[Source records Boundary: Start]
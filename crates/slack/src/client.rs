use std::time::Duration;

use async_trait::async_trait;
use reqwest::Client;
use secrecy::{ExposeSecret, SecretString};
use serde::{Deserialize, Serialize};
use thiserror::Error;
use tracing::{debug, warn};

use seafoodtruck_core::config::SlackConfig;

use crate::blocks::{render, Block, MessageSection, MessageTemplate, MAX_BLOCKS_PER_MESSAGE};
use crate::events::EventContext;

const POST_MESSAGE_METHOD: &str = "chat.postMessage";
const POST_TIMEOUT_SECS: u64 = 10;

#[derive(Debug, Error, Clone, PartialEq, Eq)]
pub enum PostError {
    #[error("slack request failed: {0}")]
    Http(String),
    #[error("slack responded with status {0}")]
    Status(u16),
    #[error("slack rejected the message: {0}")]
    Api(String),
}

/// Write-only sink for rendered messages.
#[async_trait]
pub trait ChatPoster: Send + Sync {
    async fn post_message(&self, channel: &str, message: &MessageTemplate)
        -> Result<(), PostError>;
}

#[derive(Serialize)]
struct PostMessageRequest<'a> {
    channel: &'a str,
    text: &'a str,
    blocks: &'a [Block],
}

#[derive(Deserialize)]
struct PostMessageResponse {
    ok: bool,
    #[serde(default)]
    error: Option<String>,
}

/// `chat.postMessage` over the Slack Web API with a bot token.
pub struct SlackWebClient {
    http: Client,
    endpoint: String,
    bot_token: SecretString,
}

impl SlackWebClient {
    pub fn new(config: &SlackConfig) -> Result<Self, PostError> {
        let http = Client::builder()
            .timeout(Duration::from_secs(POST_TIMEOUT_SECS))
            .build()
            .map_err(|error| PostError::Http(error.to_string()))?;
        Ok(Self::with_http_client(&config.api_base_url, config.bot_token.clone(), http))
    }

    pub fn with_http_client(api_base_url: &str, bot_token: SecretString, http: Client) -> Self {
        let endpoint = format!("{}/{POST_MESSAGE_METHOD}", api_base_url.trim_end_matches('/'));
        Self { http, endpoint, bot_token }
    }
}

#[async_trait]
impl ChatPoster for SlackWebClient {
    async fn post_message(
        &self,
        channel: &str,
        message: &MessageTemplate,
    ) -> Result<(), PostError> {
        let request = PostMessageRequest {
            channel,
            text: &message.fallback_text,
            blocks: &message.blocks,
        };

        let response = self
            .http
            .post(&self.endpoint)
            .bearer_auth(self.bot_token.expose_secret())
            .json(&request)
            .send()
            .await
            .map_err(|error| PostError::Http(error.to_string()))?;

        let status = response.status();
        if !status.is_success() {
            return Err(PostError::Status(status.as_u16()));
        }

        let body: PostMessageResponse =
            response.json().await.map_err(|error| PostError::Http(error.to_string()))?;
        if body.ok {
            Ok(())
        } else {
            Err(PostError::Api(body.error.unwrap_or_else(|| "unknown_error".to_owned())))
        }
    }
}

/// Renders `sections`, splits at the block limit and posts the pages in
/// order. Stops at the first failed post.
pub async fn deliver(
    poster: &dyn ChatPoster,
    channel: &str,
    sections: &[MessageSection],
    ctx: &EventContext,
) -> Result<usize, PostError> {
    let pages = render(sections).paginate(MAX_BLOCKS_PER_MESSAGE);
    let total = pages.len();

    for (index, page) in pages.iter().enumerate() {
        if let Err(error) = poster.post_message(channel, page).await {
            warn!(
                event_name = "slack.post.failed",
                correlation_id = %ctx.correlation_id,
                channel = %channel,
                page = index + 1,
                pages = total,
                error = %error,
                "failed to post message"
            );
            return Err(error);
        }
        debug!(
            event_name = "slack.post.sent",
            correlation_id = %ctx.correlation_id,
            channel = %channel,
            page = index + 1,
            pages = total,
            blocks = page.blocks.len(),
            "posted message"
        );
    }
    Ok(total)
}

#[cfg(test)]
pub(crate) mod tests {
    use std::collections::VecDeque;

    use async_trait::async_trait;
    use httpmock::prelude::*;
    use secrecy::SecretString;
    use serde_json::json;
    use tokio::sync::Mutex;

    use super::{deliver, ChatPoster, PostError, SlackWebClient};
    use crate::blocks::{render, MessageSection, MessageTemplate};
    use crate::events::EventContext;

    #[derive(Default)]
    pub(crate) struct RecordingPoster {
        state: Mutex<RecordingState>,
    }

    #[derive(Default)]
    struct RecordingState {
        results: VecDeque<Result<(), PostError>>,
        posted: Vec<(String, MessageTemplate)>,
    }

    impl RecordingPoster {
        pub(crate) fn with_results(results: Vec<Result<(), PostError>>) -> Self {
            Self {
                state: Mutex::new(RecordingState { results: results.into(), posted: Vec::new() }),
            }
        }

        pub(crate) async fn posted(&self) -> Vec<(String, MessageTemplate)> {
            self.state.lock().await.posted.clone()
        }
    }

    #[async_trait]
    impl ChatPoster for RecordingPoster {
        async fn post_message(
            &self,
            channel: &str,
            message: &MessageTemplate,
        ) -> Result<(), PostError> {
            let mut state = self.state.lock().await;
            state.posted.push((channel.to_owned(), message.clone()));
            state.results.pop_front().unwrap_or(Ok(()))
        }
    }

    fn many_sections(count: usize) -> Vec<MessageSection> {
        (0..count).map(|index| MessageSection::text(format!("row {index}"))).collect()
    }

    #[tokio::test]
    async fn deliver_posts_pages_in_order() {
        let poster = RecordingPoster::default();

        let pages = deliver(&poster, "C1", &many_sections(75), &EventContext::default())
            .await
            .expect("deliver");

        let posted = poster.posted().await;
        assert_eq!(pages, 2);
        assert_eq!(posted[0].1.blocks.len(), 50);
        assert_eq!(posted[1].1.blocks.len(), 25);
        assert!(posted.iter().all(|(channel, _)| channel == "C1"));
    }

    #[tokio::test]
    async fn deliver_stops_after_first_failure() {
        let poster = RecordingPoster::with_results(vec![Err(PostError::Api(
            "channel_not_found".to_owned(),
        ))]);

        let error = deliver(&poster, "C1", &many_sections(120), &EventContext::default())
            .await
            .expect_err("post should fail");

        assert_eq!(error, PostError::Api("channel_not_found".to_owned()));
        assert_eq!(poster.posted().await.len(), 1);
    }

    #[tokio::test]
    async fn web_client_posts_blocks_with_bearer_token() {
        let server = MockServer::start_async().await;
        let mock = server
            .mock_async(|when, then| {
                when.method(POST)
                    .path("/api/chat.postMessage")
                    .header("authorization", "Bearer xoxb-test")
                    .json_body(json!({
                        "channel": "C1",
                        "text": "hello",
                        "blocks": [{"type": "section", "text": {"type": "mrkdwn", "text": "hello"}}]
                    }));
                then.status(200).json_body(json!({"ok": true, "ts": "1.2"}));
            })
            .await;
        let client = SlackWebClient::with_http_client(
            &server.url("/api/"),
            SecretString::from("xoxb-test".to_owned()),
            reqwest::Client::new(),
        );

        client
            .post_message("C1", &render(&[MessageSection::text("hello")]))
            .await
            .expect("post");

        mock.assert_async().await;
    }

    #[tokio::test]
    async fn web_client_surfaces_api_errors() {
        let server = MockServer::start_async().await;
        server
            .mock_async(|when, then| {
                when.method(POST).path("/chat.postMessage");
                then.status(200).json_body(json!({"ok": false, "error": "not_in_channel"}));
            })
            .await;
        let client = SlackWebClient::with_http_client(
            &server.base_url(),
            SecretString::from("xoxb-test".to_owned()),
            reqwest::Client::new(),
        );

        let error = client
            .post_message("C1", &render(&[MessageSection::text("hello")]))
            .await
            .expect_err("api error");

        assert_eq!(error, PostError::Api("not_in_channel".to_owned()));
    }
}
[Source records Boundary: End]
Repeat each of the entries above precisely as given.

Result:
filename crates/slack/src/client.rs
use std::time::Duration;

use async_trait::async_trait;
use reqwest::Client;
use secrecy::{ExposeSecret, SecretString};
use serde::{Deserialize, Serialize};
use thiserror::Error;
use tracing::{debug, warn};

use seafoodtruck_core::config::SlackConfig;

use crate::blocks::{render, Block, MessageSection, MessageTemplate, MAX_BLOCKS_PER_MESSAGE};
use crate::events::EventContext;

const POST_MESSAGE_METHOD: &str = "chat.postMessage";
const POST_TIMEOUT_SECS: u64 = 10;

#[derive(Debug, Error, Clone, PartialEq, Eq)]
pub enum PostError {
    #[error("slack request failed: {0}")]
    Http(String),
    #[error("slack responded with status {0}")]
    Status(u16),
    #[error("slack rejected the message: {0}")]
    Api(String),
}

/// Write-only sink for rendered messages.
#[async_trait]
pub trait ChatPoster: Send + Sync {
    async fn post_message(&self, channel: &str, message: &MessageTemplate)
        -> Result<(), PostError>;
}

#[derive(Serialize)]
struct PostMessageRequest<'a> {
    channel: &'a str,
    text: &'a str,
    blocks: &'a [Block],
}

#[derive(Deserialize)]
struct PostMessageResponse {
    ok: bool,
    #[serde(default)]
    error: Option<String>,
}

/// `chat.postMessage` over the Slack Web API with a bot token.
pub struct SlackWebClient {
    http: Client,
    endpoint: String,
    bot_token: SecretString,
}

impl SlackWebClient {
    pub fn new(config: &SlackConfig) -> Result<Self, PostError> {
        let http = Client::builder()
            .timeout(Duration::from_secs(POST_TIMEOUT_SECS))
            .build()
            .map_err(|error| PostError::Http(error.to_string()))?;
        Ok(Self::with_http_client(&config.api_base_url, config.bot_token.clone(), http))
    }

    pub fn with_http_client(api_base_url: &str, bot_token: SecretString, http: Client) -> Self {
        let endpoint = format!("{}/{POST_MESSAGE_METHOD}", api_base_url.trim_end_matches('/'));
        Self { http, endpoint, bot_token }
    }
}

#[async_trait]
impl ChatPoster for SlackWebClient {
    async fn post_message(
        &self,
        channel: &str,
        message: &MessageTemplate,
    ) -> Result<(), PostError> {
        let request = PostMessageRequest {
            channel,
            text: &message.fallback_text,
            blocks: &message.blocks,
        };

        let response = self
            .http
            .post(&self.endpoint)
            .bearer_auth(self.bot_token.expose_secret())
            .json(&request)
            .send()
            .await
            .map_err(|error| PostError::Http(error.to_string()))?;

        let status = response.status();
        if !status.is_success() {
            return Err(PostError::Status(status.as_u16()));
        }

        let body: PostMessageResponse =
            response.json().await.map_err(|error| PostError::Http(error.to_string()))?;
        if body.ok {
            Ok(())
        } else {
            Err(PostError::Api(body.error.unwrap_or_else(|| "unknown_error".to_owned())))
        }
    }
}

/// Renders `sections`, splits at the block limit and posts the pages in
/// order. Stops at the first failed post.
pub async fn deliver(
    poster: &dyn ChatPoster,
    channel: &str,
    sections: &[MessageSection],
    ctx: &EventContext,
) -> Result<usize, PostError> {
    let pages = render(sections).paginate(MAX_BLOCKS_PER_MESSAGE);
    let total = pages.len();

    for (index, page) in pages.iter().enumerate() {
        if let Err(error) = poster.post_message(channel, page).await {
            warn!(
                event_name = "slack.post.failed",
                correlation_id = %ctx.correlation_id,
                channel = %channel,
                page = index + 1,
                pages = total,
                error = %error,
                "failed to post message"
            );
            return Err(error);
        }
        debug!(
            event_name = "slack.post.sent",
            correlation_id = %ctx.correlation_id,
            channel = %channel,
            page = index + 1,
            pages = total,
            blocks = page.blocks.len(),
            "posted message"
        );
    }
    Ok(total)
}

#[cfg(test)]
pub(crate) mod tests {
    use std::collections::VecDeque;

    use async_trait::async_trait;
    use httpmock::prelude::*;
    use secrecy::SecretString;
    use serde_json::json;
    use tokio::sync::Mutex;

    use super::{deliver, ChatPoster, PostError, SlackWebClient};
    use crate::blocks::{render, MessageSection, MessageTemplate};
    use crate::events::EventContext;

    #[derive(Default)]
    pub(crate) struct RecordingPoster {
        state: Mutex<RecordingState>,
    }

    #[derive(Default)]
    struct RecordingState {
        results: VecDeque<Result<(), PostError>>,
        posted: Vec<(String, MessageTemplate)>,
    }

    impl RecordingPoster {
        pub(crate) fn with_results(results: Vec<Result<(), PostError>>) -> Self {
            Self {
                state: Mutex::new(RecordingState { results: results.into(), posted: Vec::new() }),
            }
        }

        pub(crate) async fn posted(&self) -> Vec<(String, MessageTemplate)> {
            self.state.lock().await.posted.clone()
        }
    }

    #[async_trait]
    impl ChatPoster for RecordingPoster {
        async fn post_message(
            &self,
            channel: &str,
            message: &MessageTemplate,
        ) -> Result<(), PostError> {
            let mut state = self.state.lock().await;
            state.posted.push((channel.to_owned(), message.clone()));
            state.results.pop_front().unwrap_or(Ok(()))
        }
    }

    fn many_sections(count: usize) -> Vec<MessageSection> {
        (0..count).map(|index| MessageSection::text(format!("row {index}"))).collect()
    }

    #[tokio::test]
    async fn deliver_posts_pages_in_order() {
        let poster = RecordingPoster::default();

        let pages = deliver(&poster, "C1", &many_sections(75), &EventContext::default())
            .await
            .expect("deliver");

        let posted = poster.posted().await;
        assert_eq!(pages, 2);
        assert_eq!(posted[0].1.blocks.len(), 50);
        assert_eq!(posted[1].1.blocks.len(), 25);
        assert!(posted.iter().all(|(channel, _)| channel == "C1"));
    }

    #[tokio::test]
    async fn deliver_stops_after_first_failure() {
        let poster = RecordingPoster::with_results(vec![Err(PostError::Api(
            "channel_not_found".to_owned(),
        ))]);

        let error = deliver(&poster, "C1", &many_sections(120), &EventContext::default())
            .await
            .expect_err("post should fail");

        assert_eq!(error, PostError::Api("channel_not_found".to_owned()));
        assert_eq!(poster.posted().await.len(), 1);
    }

    #[tokio::test]
    async fn web_client_posts_blocks_with_bearer_token() {
        let server = MockServer::start_async().await;
        let mock = server
            .mock_async(|when, then| {
                when.method(POST)
                    .path("/api/chat.postMessage")
                    .header("authorization", "Bearer xoxb-test")
                    .json_body(json!({
                        "channel": "C1",
                        "text": "hello",
                        "blocks": [{"type": "section", "text": {"type": "mrkdwn", "text": "hello"}}]
                    }));
                then.status(200).json_body(json!({"ok": true, "ts": "1.2"}));
            })
            .await;
        let client = SlackWebClient::with_http_client(
            &server.url("/api/"),
            SecretString::from("xoxb-test".to_owned()),
            reqwest::Client::new(),
        );

        client
            .post_message("C1", &render(&[MessageSection::text("hello")]))
            .await
            .expect("post");

        mock.assert_async().await;
    }

    #[tokio::test]
    async fn web_client_surfaces_api_errors() {
        let server = MockServer::start_async().await;
        server
            .mock_async(|when, then| {
                when.method(POST).path("/chat.postMessage");
                then.status(200).json_body(json!({"ok": false, "error": "not_in_channel"}));
            })
            .await;
        let client = SlackWebClient::with_http_client(
            &server.base_url(),
            SecretString::from("xoxb-test".to_owned()),
            reqwest::Client::new(),
        );

        let error = client
            .post_message("C1", &render(&[MessageSection::text("hello")]))
            .await
            .expect_err("api error");

        assert_eq!(error, PostError::Api("not_in_channel".to_owned()));
    }
}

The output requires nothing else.